═══ Data records ═══

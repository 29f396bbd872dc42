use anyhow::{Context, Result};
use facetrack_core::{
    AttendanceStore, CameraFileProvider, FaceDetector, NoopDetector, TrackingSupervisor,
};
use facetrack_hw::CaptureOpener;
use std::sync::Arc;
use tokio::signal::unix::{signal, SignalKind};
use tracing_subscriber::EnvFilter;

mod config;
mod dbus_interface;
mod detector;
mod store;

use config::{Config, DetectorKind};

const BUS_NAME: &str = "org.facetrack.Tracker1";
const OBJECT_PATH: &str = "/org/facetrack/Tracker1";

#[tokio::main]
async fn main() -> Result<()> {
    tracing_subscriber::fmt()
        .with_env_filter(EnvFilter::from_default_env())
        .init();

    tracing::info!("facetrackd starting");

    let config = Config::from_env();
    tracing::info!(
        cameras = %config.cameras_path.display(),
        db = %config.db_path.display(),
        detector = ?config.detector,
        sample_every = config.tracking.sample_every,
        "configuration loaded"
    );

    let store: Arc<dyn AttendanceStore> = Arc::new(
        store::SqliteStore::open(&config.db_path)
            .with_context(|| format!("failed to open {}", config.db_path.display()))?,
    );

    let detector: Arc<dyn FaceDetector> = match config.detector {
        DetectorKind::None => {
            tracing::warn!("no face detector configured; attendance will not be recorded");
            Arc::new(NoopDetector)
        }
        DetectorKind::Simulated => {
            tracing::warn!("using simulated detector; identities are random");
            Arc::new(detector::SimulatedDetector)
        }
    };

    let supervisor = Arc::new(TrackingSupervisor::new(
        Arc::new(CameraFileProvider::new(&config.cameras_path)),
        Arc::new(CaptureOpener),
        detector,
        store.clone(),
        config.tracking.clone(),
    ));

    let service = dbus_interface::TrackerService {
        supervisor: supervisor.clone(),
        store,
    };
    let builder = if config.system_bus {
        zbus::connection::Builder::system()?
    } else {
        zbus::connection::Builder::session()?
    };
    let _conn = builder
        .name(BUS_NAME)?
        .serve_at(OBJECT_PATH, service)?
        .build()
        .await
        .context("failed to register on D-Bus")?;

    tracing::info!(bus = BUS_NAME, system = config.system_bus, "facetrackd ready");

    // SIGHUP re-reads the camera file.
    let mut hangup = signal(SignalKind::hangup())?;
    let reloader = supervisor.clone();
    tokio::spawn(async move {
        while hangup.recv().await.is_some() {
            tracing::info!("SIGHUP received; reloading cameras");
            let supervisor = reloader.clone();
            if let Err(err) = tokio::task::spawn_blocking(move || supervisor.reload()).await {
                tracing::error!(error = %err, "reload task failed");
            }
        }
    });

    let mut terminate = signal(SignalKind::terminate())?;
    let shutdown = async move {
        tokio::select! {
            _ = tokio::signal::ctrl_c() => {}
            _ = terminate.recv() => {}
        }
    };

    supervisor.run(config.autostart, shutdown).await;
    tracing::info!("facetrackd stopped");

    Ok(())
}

═══
═══ Data records ═══

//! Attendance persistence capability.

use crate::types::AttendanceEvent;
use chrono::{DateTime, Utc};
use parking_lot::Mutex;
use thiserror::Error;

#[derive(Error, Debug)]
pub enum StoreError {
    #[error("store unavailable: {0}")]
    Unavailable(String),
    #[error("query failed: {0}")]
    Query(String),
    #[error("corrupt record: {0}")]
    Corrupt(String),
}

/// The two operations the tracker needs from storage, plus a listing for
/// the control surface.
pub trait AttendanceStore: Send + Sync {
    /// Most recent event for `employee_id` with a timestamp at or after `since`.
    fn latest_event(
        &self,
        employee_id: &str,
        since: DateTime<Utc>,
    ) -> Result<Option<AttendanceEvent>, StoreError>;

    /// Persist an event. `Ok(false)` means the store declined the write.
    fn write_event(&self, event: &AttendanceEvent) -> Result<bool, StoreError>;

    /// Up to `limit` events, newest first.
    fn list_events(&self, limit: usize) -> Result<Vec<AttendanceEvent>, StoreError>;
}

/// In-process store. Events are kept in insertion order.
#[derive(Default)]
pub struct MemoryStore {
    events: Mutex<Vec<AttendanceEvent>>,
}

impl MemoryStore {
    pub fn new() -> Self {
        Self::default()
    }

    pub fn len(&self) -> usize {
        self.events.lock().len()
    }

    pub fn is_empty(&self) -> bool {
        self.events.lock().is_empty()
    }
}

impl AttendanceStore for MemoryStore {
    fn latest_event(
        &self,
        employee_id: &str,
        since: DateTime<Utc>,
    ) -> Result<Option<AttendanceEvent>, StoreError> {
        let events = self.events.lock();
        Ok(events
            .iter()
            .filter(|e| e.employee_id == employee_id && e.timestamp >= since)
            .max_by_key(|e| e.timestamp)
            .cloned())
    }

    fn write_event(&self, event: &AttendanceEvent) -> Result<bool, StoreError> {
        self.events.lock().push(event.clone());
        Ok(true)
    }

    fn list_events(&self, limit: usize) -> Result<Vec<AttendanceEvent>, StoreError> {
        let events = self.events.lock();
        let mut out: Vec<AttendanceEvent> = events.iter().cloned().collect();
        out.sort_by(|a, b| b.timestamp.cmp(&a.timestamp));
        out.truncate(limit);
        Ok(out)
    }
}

═══

- _What needs to be done_:
As listed above, the lines from the line with "repository 29f396bbd872dc42" to the line with "simulated detector; identities" are to be echoed exactly, with both ends included and nothing added.

- _Result_:
repository 29f396bbd872dc42
use anyhow::{Context, Result};
use facetrack_core::{
    AttendanceStore, CameraFileProvider, FaceDetector, NoopDetector, TrackingSupervisor,
};
use facetrack_hw::CaptureOpener;
use std::sync::Arc;
use tokio::signal::unix::{signal, SignalKind};
use tracing_subscriber::EnvFilter;

mod config;
mod dbus_interface;
mod detector;
mod store;

use config::{Config, DetectorKind};

const BUS_NAME: &str = "org.facetrack.Tracker1";
const OBJECT_PATH: &str = "/org/facetrack/Tracker1";

#[tokio::main]
async fn main() -> Result<()> {
    tracing_subscriber::fmt()
        .with_env_filter(EnvFilter::from_default_env())
        .init();

    tracing::info!("facetrackd starting");

    let config = Config::from_env();
    tracing::info!(
        cameras = %config.cameras_path.display(),
        db = %config.db_path.display(),
        detector = ?config.detector,
        sample_every = config.tracking.sample_every,
        "configuration loaded"
    );

    let store: Arc<dyn AttendanceStore> = Arc::new(
        store::SqliteStore::open(&config.db_path)
            .with_context(|| format!("failed to open {}", config.db_path.display()))?,
    );

    let detector: Arc<dyn FaceDetector> = match config.detector {
        DetectorKind::None => {
            tracing::warn!("no face detector configured; attendance will not be recorded");
            Arc::new(NoopDetector)
        }
        DetectorKind::Simulated => {
            tracing::warn!("using simulated detector; identities are random");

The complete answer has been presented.